İnsan yapayalnız kalınca ne yapar? Kendi kendiyle konuşur. Polis 663 de sevgilisiyle bütünleşmiş eşyalarıyla dertleşiyor. Aşk acısını uzun uzun diyaloglar yazarak anlatmak elbet mümkün; lakin terk eden sevgiliye aşina ev eşyalarına onun yokluğundan arda kalan acıyı anlatmak, onlarla dertleşmek çok daha gerçekçi değil mi? Çok daha vurucu değil mi? Eşyalarıyla dertleşen bir adam izliyoruz ikinci bölümde. Dertleşmek için bir tek etrafında eşyaları kalan yalnız bir adam..

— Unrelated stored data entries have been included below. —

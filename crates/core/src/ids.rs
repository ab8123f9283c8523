//! Fixed-length identifiers: 32-byte transaction, asset and chain IDs, 20-byte addresses, and
//! 20-byte C-chain (EVM) addresses.

use std::{fmt, str::FromStr};

use crate::{
    enc::{self, EncodingError, EncodingResult},
    hashes,
};

mark_bytes!(
    /// A 32-byte transaction ID: sha256 of the signed transaction bytes.
    TxId,
    32
);
impl_cb58_text!(TxId);

mark_bytes!(
    /// A 32-byte asset ID naming a fungible unit of value.
    AssetId,
    32
);
impl_cb58_text!(AssetId);

mark_bytes!(
    /// A 32-byte blockchain ID. The platform chain's ID is all zeroes.
    ChainId,
    32
);
impl_cb58_text!(ChainId);

mark_bytes!(
    /// A 20-byte short ID. Addresses are `ripemd160(sha256(compressed pubkey))`; multisig alias
    /// IDs are `ripemd160(creating tx ID)`. Canonical order is byte order.
    Address,
    20
);
impl_cb58_text!(Address);

mark_bytes!(
    /// A 20-byte C-chain address, `keccak256(uncompressed pubkey)[12..]`.
    EthAddress,
    20
);

impl Address {
    /// The address of a compressed SEC1 public key.
    pub fn from_pubkey_bytes(compressed: &[u8]) -> Self {
        Self(hashes::hash160(compressed))
    }

    /// The ID of the multisig alias created by `tx_id`.
    pub fn alias_of(tx_id: &TxId) -> Self {
        Self(hashes::ripemd160(tx_id.as_ref()))
    }

    /// Format as `<chain alias>-<bech32(hrp)>`.
    pub fn format(&self, chain_alias: &str, hrp: &str) -> EncodingResult<String> {
        enc::format_address(chain_alias, hrp, &self.0)
    }

    /// Parse `<chain alias>-<bech32>` text, ignoring the chain alias and HRP.
    pub fn parse(s: &str) -> EncodingResult<Self> {
        Self::from_slice(&enc::parse_address(s)?.payload)
    }

    /// Parse `<chain alias>-<bech32>` text, requiring `hrp`.
    pub fn parse_with_hrp(s: &str, hrp: &str) -> EncodingResult<Self> {
        let parsed = enc::parse_address(s)?;
        if parsed.hrp != hrp {
            return Err(EncodingError::WrongHRP {
                got: parsed.hrp,
                expected: hrp.to_owned(),
            });
        }
        Self::from_slice(&parsed.payload)
    }
}

impl EthAddress {
    /// The C-chain address of an uncompressed SEC1 public key (`0x04 || x || y`).
    pub fn from_uncompressed_pubkey(uncompressed: &[u8; 65]) -> Self {
        let digest = hashes::keccak256(&uncompressed[1..]);
        let mut buf = [0u8; 20];
        buf.copy_from_slice(&digest[12..]);
        Self(buf)
    }
}

impl fmt::Display for EthAddress {
    fn fmt(&self, f: &mut fmt::Formatter<'_>) -> fmt::Result {
        write!(f, "0x{}", hex::encode(self.0))
    }
}

impl fmt::Debug for EthAddress {
    fn fmt(&self, f: &mut fmt::Formatter<'_>) -> fmt::Result {
        write!(f, "EthAddress({})", self)
    }
}

impl FromStr for EthAddress {
    type Err = EncodingError;

    fn from_str(s: &str) -> Result<Self, Self::Err> {
        let s = s.strip_prefix("0x").ok_or(EncodingError::MissingPrefix("0x"))?;
        Self::from_slice(&hex::decode(s)?)
    }
}

impl_string_serde!(EthAddress);

#[cfg(test)]
mod test {
    use super::*;
    use crate::ser::ByteFormat;

    #[test]
    fn it_formats_ids_as_cb58() {
        let id = ChainId::default();
        assert_eq!(id.to_string(), "11111111111111111111111111111111LpoYY");
        assert_eq!(
            "11111111111111111111111111111111LpoYY".parse::<ChainId>().unwrap(),
            id
        );
        assert!(id.is_empty());

        let addr: Address = "6Y3kysjF9jnHnYkdS9yGAuoHyae2eNmeV".parse().unwrap();
        assert_eq!(
            hex::encode(addr.as_bytes()),
            "3cb7d3842e8cee6a0ebd09f1fe884f6861e1b29c"
        );
        assert_eq!(format!("{:?}", addr), "Address(6Y3kysjF9jnHnYkdS9yGAuoHyae2eNmeV)");
    }

    #[test]
    fn it_rejects_wrong_length_ids() {
        match "6Y3kysjF9jnHnYkdS9yGAuoHyae2eNmeV".parse::<TxId>() {
            Err(EncodingError::InvalidSize { expected, got }) => {
                assert_eq!(expected, 32);
                assert_eq!(got, 20);
            }
            e => panic!("expected InvalidSize, got {:?}", e),
        }
    }

    #[test]
    fn it_converts_between_cb58_and_bech32() {
        let addr: Address = "7Sdex3LTEjsnswW38Eb48hQ9insctGrsN".parse().unwrap();
        assert_eq!(
            addr.format("P", "kopernikus").unwrap(),
            "P-kopernikus1g65uqn6t77p656w64023nh8nd9updzmxh8ttv3"
        );
        assert_eq!(
            Address::parse("P-kopernikus1g65uqn6t77p656w64023nh8nd9updzmxh8ttv3").unwrap(),
            addr
        );
        assert!(matches!(
            Address::parse_with_hrp("P-kopernikus1g65uqn6t77p656w64023nh8nd9updzmxh8ttv3", "camino"),
            Err(EncodingError::WrongHRP { .. })
        ));
    }

    #[test]
    fn it_derives_alias_ids_from_tx_ids() {
        assert_eq!(
            hex::encode(Address::alias_of(&TxId::default()).as_bytes()),
            "d1a70126ff7a149ca6f9b638db084480440ff842"
        );
    }

    #[test]
    fn it_orders_addresses_by_bytes() {
        let mut addrs = vec![
            Address::new([3; 20]),
            Address::new([1; 20]),
            Address::new([2; 20]),
        ];
        addrs.sort();
        assert_eq!(
            addrs,
            vec![Address::new([1; 20]), Address::new([2; 20]), Address::new([3; 20])]
        );
    }

    #[test]
    fn it_serializes_ids_raw() {
        let id = AssetId::new([7; 32]);
        assert_eq!(id.serialized_length(), 32);
        assert_eq!(id.serialize_bytes().unwrap(), vec![7; 32]);
        assert_eq!(AssetId::deserialize_bytes(&[7; 32]).unwrap(), id);
    }

    #[test]
    fn it_serdes_ids_as_strings() {
        let addr = Address::new([1; 20]);
        let json = serde_json::to_string(&addr).unwrap();
        assert_eq!(json, format!("\"{}\"", addr));
        assert_eq!(serde_json::from_str::<Address>(&json).unwrap(), addr);

        let eth: EthAddress = "0x8db97c7cece249c2b98bdc0226cc4c2a57bf52fc".parse().unwrap();
        assert_eq!(eth.to_string(), "0x8db97c7cece249c2b98bdc0226cc4c2a57bf52fc");
    }
}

“Kim olduğumu ne bilirlerdi?
Korkunç zordu beni sevmek
ve ben, buna yalnız biri’nin gücü yeteceğini seziyordum.
Ama, o, biri, istemiyordu henüz.”
Bir de dünyalar tatlısı bir kız var; en başında paylaştığım videodaki kız; Faye Wong! O nasıl bir tatlılıktır yalnız? Kendisi ilk görüşte polisten etkileniyor. Lakin polis 663 acısının derdinden etraftaki herkese karşı ilgisiz; ama ilgisizliği ilgiye çevirmek adına delicesine çabalayan bir karakter var bu filmde. Tony’nin evine her gün uğrayıp yavaş yavaş kendisini alıştırmaya çalışıyor eve. Önce ev aşina olacak ki insana, sonra içinde yaşayan alışsın. Terk edilmekten, alışkanlıklarını değiştirmekten nefret eden bir adamı değiştirebilmek mümkün müdür? Yeniden hayata dönmesini sağlayabilmek mümkün müdür? Filmde tabi cevaplar.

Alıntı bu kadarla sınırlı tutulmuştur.